For years, the people of Mead, Nebraska, have worried about the ethanol plant that moved into their small rural community a little over a decade ago. They feared the terrible smells and odd illnesses in the area might be connected to the plant and its use of pesticide-coated seed corn in its biofuel production process.

Those concerns recently turned to outrage and anger after environmental regulators were forced to acknowledge that under their oversight the AltEn LLC ethanol plant has been contaminating the area with an array of pesticides at levels much higher than what is considered safe.

The contamination has been ongoing for years, exacerbated through accidental spills and leaks of the plant’s pesticide-laden waste, which has been stored in poorly maintained lagoons and piled into hills of a putrid lime-green mash called “wet cake”. The company had also distributed the waste to area farmers for spreading across fields as “soil conditioner”.

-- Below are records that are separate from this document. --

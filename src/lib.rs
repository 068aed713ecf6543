pub mod agent;
pub mod capture;
pub mod cli;
pub mod config;
pub mod dissector;
pub mod error;
pub mod extract;
pub mod history;
pub mod llm;
pub mod models;
pub mod server;
pub mod session;
pub mod worker;

use agent::{ AgentSettings, CallflowAgent };
use cli::Args;
use config::prompt;
use dissector::{ default_decode_hints, TsharkDissector };
use extract::FieldExtractor;
use llm::{ LlmConfig, LlmType };
use llm::chat::new_client as new_chat_client;
use log::info;
use server::api::AppState;
use server::Server;
use session::Session;
use std::error::Error;
use std::path::PathBuf;
use std::sync::Arc;

fn build_agent(args: &Args) -> Result<CallflowAgent, Box<dyn Error + Send + Sync>> {
    let llm_type: LlmType = args.chat_llm_type.parse()?;
    let chat_config = LlmConfig {
        llm_type,
        api_key: Some(args.chat_api_key.clone()).filter(|k| !k.is_empty()),
        completion_model: args.chat_model.clone(),
        base_url: args.chat_base_url.clone(),
        max_completion_tokens: args.max_completion_tokens,
        reasoning_effort: args.reasoning_effort(),
        timeout: args.llm_timeout(),
    };
    let chat_client = new_chat_client(&chat_config)?;
    info!(
        "Chat client configured: Type={}, Model={}, Endpoint={}",
        args.chat_llm_type,
        chat_client.get_model(),
        chat_client.get_base_url().as_deref().unwrap_or("adapter default")
    );

    let dissector = Arc::new(TsharkDissector::new(args.tshark_path.clone()));
    let extractor = FieldExtractor::new(
        dissector,
        default_decode_hints(),
        args.tool_default_limit,
        args.tool_max_limit
    );
    let prompt_config = prompt::load_prompts(args.prompts_path.as_deref())?;

    Ok(
        CallflowAgent::new(chat_client, extractor, prompt_config, AgentSettings {
            summary_packet_limit: args.summary_packet_limit,
            summary_timeout: args.summary_timeout(),
            tool_timeout: args.tool_timeout(),
        })
    )
}

pub async fn run(args: Args) -> Result<(), Box<dyn Error + Send + Sync>> {
    let capture_dir = args.capture_dir.as_ref().map(PathBuf::from).unwrap_or_else(std::env::temp_dir);
    tokio::fs::create_dir_all(&capture_dir).await?;

    info!("--- Core Configuration ---");
    info!("Server Address: {}", args.server_addr);
    info!("CORS Origin: {}", args.cors_origin);
    info!("Chat LLM Type: {}", args.chat_llm_type);
    info!("Chat Model: {}", args.chat_model);
    info!("Reasoning Effort: {}", args.reasoning_effort().as_deref().unwrap_or("(none)"));
    info!("Completion Timeout: {}s", args.llm_timeout_secs);
    info!("Capture Directory: {}", capture_dir.display());
    info!("Tshark Binary: {}", args.tshark_path);
    info!(
        "Timeouts (upload/summary/tool): {}s/{}s/{}s",
        args.upload_timeout_secs,
        args.summary_timeout_secs,
        args.tool_timeout_secs
    );
    info!("Prompts Path: {}", args.prompts_path.as_deref().unwrap_or("(built-in)"));
    info!("-------------------------");

    let agent = Arc::new(build_agent(&args)?);
    let app_state = AppState {
        session: Arc::new(Session::new(capture_dir)),
        agent,
        upload_packet_ceiling: args.upload_packet_ceiling,
        upload_timeout: args.upload_timeout(),
    };

    let server = Server::new(args.server_addr.clone(), app_state, args.clone());
    server.run().await?;

    Ok(())
}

It was only earlier this year – after media reports exposed the problems – that state officials ordered the plant to close, and began efforts to clean up what many in the community see as a sprawling environmental disaster.

The state attorney general’s office then sued the company for multiple alleged environmental violations, citing “an ongoing threat to the environment”, and late last month Nebraska lawmakers passed a bill restricting the use of pesticide-treated seeds for ethanol production.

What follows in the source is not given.